Two main reasons: 1) We were going to attempt a tour of India but then figured it would just be too overwhelming to do a decent amount of travel with little ones (well, for their first international backpacking experience anyway!). 2) Some friends of ours went to Sri Lanka with their 4-year-olds last year and loved it. They convinced us it was a smaller, cleaner, friendlier and more manageable version of India….. SOLD!
What was the food like?
I wish I could be back there eating it right now. I’d heard it was good but pretty much everywhere we ate (and especially when we were made home-cooked meals by Sri Lankans), we had delicious food. Think South-Indian curries with lots of flavor, packed with veggies, coconut milk, lentils and coconut rotis! Yum! I’ll be making these for sure and if I’m successful, I promise to blog the recipe! Also, in a lot of places we stayed, we were able to find some food that didn’t resemble curry for when the kids just couldn’t face it again.

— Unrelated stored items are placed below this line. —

//! # Worker-side bootstrap.
//!
//! Runs inside a worker process:
//! 1. start the entry point exactly once with a fresh [`CancellationToken`];
//! 2. listen for stop requests (restart signal, `SIGTERM`, `SIGINT`, `SIGQUIT`);
//! 3. on a stop request cancel the token and give the entry point `timeout` to
//!    return, else force the process to exit.
//!
//! ```text
//! handler.start(token) ──► work ─┬─ Ok  ──► idle until stop ──► Stopped
//!                                └─ Err ──► Failed (non-zero exit)
//! stop request ──► token.cancel() ──► work returns within T ──► Stopped
//!                                 └─► T elapsed ──────────────► Forced (exit 1)
//! ```

use std::future::Future;
use std::time::Duration;

use futures::future::BoxFuture;
use tokio_util::sync::CancellationToken;

use super::config::Settings;
use super::signals::{StopSignals, TERMINATION};
use crate::backend::WorkerId;
use crate::error::{RuntimeError, WorkerError};
use crate::handler::HandlerRef;

/// How a worker's serve loop ended.
#[derive(Debug)]
pub(crate) enum WorkerExit {
    /// Stopped on request and the entry point returned in time.
    Stopped,
    /// The entry point ignored cancellation for the whole timeout.
    Forced,
    /// The entry point returned an error.
    Failed(WorkerError),
}

/// Runs the worker role to completion.
pub(crate) async fn run_worker(
    id: WorkerId,
    handler: HandlerRef,
    settings: Settings,
) -> Result<(), RuntimeError> {
    let cfg = settings.snapshot();

    let stop: BoxFuture<'static, ()> = if cfg.handle_signals {
        let mut wanted = vec![cfg.restart_signal()?];
        wanted.extend(TERMINATION);
        let mut signals = StopSignals::install(&wanted)?;
        Box::pin(async move { signals.recv().await })
    } else {
        Box::pin(std::future::pending())
    };

    let token = CancellationToken::new();
    let work = handler.start(token.clone());

    match serve(work, stop, &token, cfg.timeout).await {
        WorkerExit::Stopped => Ok(()),
        WorkerExit::Forced => {
            tracing::warn!(worker = %id, timeout = ?cfg.timeout, "entry point ignored stop, forcing exit");
            std::process::exit(1)
        }
        WorkerExit::Failed(e) => Err(RuntimeError::Worker {
            error: e.to_string(),
        }),
    }
}

/// Drives the entry point against a stop request.
pub(crate) async fn serve<W, S>(
    work: W,
    stop: S,
    token: &CancellationToken,
    timeout: Duration,
) -> WorkerExit
where
    W: Future<Output = Result<(), WorkerError>>,
    S: Future<Output = ()>,
{
    tokio::pin!(work);
    tokio::pin!(stop);

    let finished = tokio::select! {
        res = &mut work => Some(res),
        _ = &mut stop => None,
    };
    if let Some(res) = finished {
        if let Err(e) = res {
            return WorkerExit::Failed(e);
        }
        stop.await;
        return WorkerExit::Stopped;
    }

    token.cancel();
    match tokio::time::timeout(timeout, work).await {
        Ok(Ok(())) => WorkerExit::Stopped,
        Ok(Err(e)) => WorkerExit::Failed(e),
        Err(_elapsed) => WorkerExit::Forced,
    }
}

How did you make sure you had snacks whilst you were out and about that the kids could eat?
Well we took a load of snack bars with us (devoured in the first week) and a few sachets of toddler meals for emergencies, but we didn’t even use the toddler meals so ended up bringing them home again! We did a bit of self-catering in a couple of airbnbs so became pretty au fait with the Sri Lankan supermarkets and stocking up with food that was suitable for train travel and for when we were going to be staying somewhere a bit more remote. We definitely resorted to peanut butter and cucumber sandwiches on more than a few occasions! Also, the fruit is so incredible, sweet and easy to come by at every road side and market that we ate loads every day. The boys especially loved the small bananas, rambutans, pineapple and mangosteens!
What about water?
Bottled water was probably the thing we bought more than anything else. It’s a must, even for brushing teeth. It just wasn’t worth the risk of getting sick. It was easy to purchase everywhere we went and usually cooled. I freaked out slightly every time it looked like one of the boys had even marginally opened their mouths in the shower, and I even put Dettol in their bath water (we actually only had the luxury of a bath at one stop!). This was maybe a bit over the top, but none of us even got slightly sick the whole time, not even a dodgy stomach, so it worked!
Were you able to find food that wasn’t spicy in Sri Lanka?
The curries (and snacks!) tend to be pretty spicy but everyone was very accommodating at making non-spicy versions for the kids.
What about travelling around; did you feel safe using their public transport?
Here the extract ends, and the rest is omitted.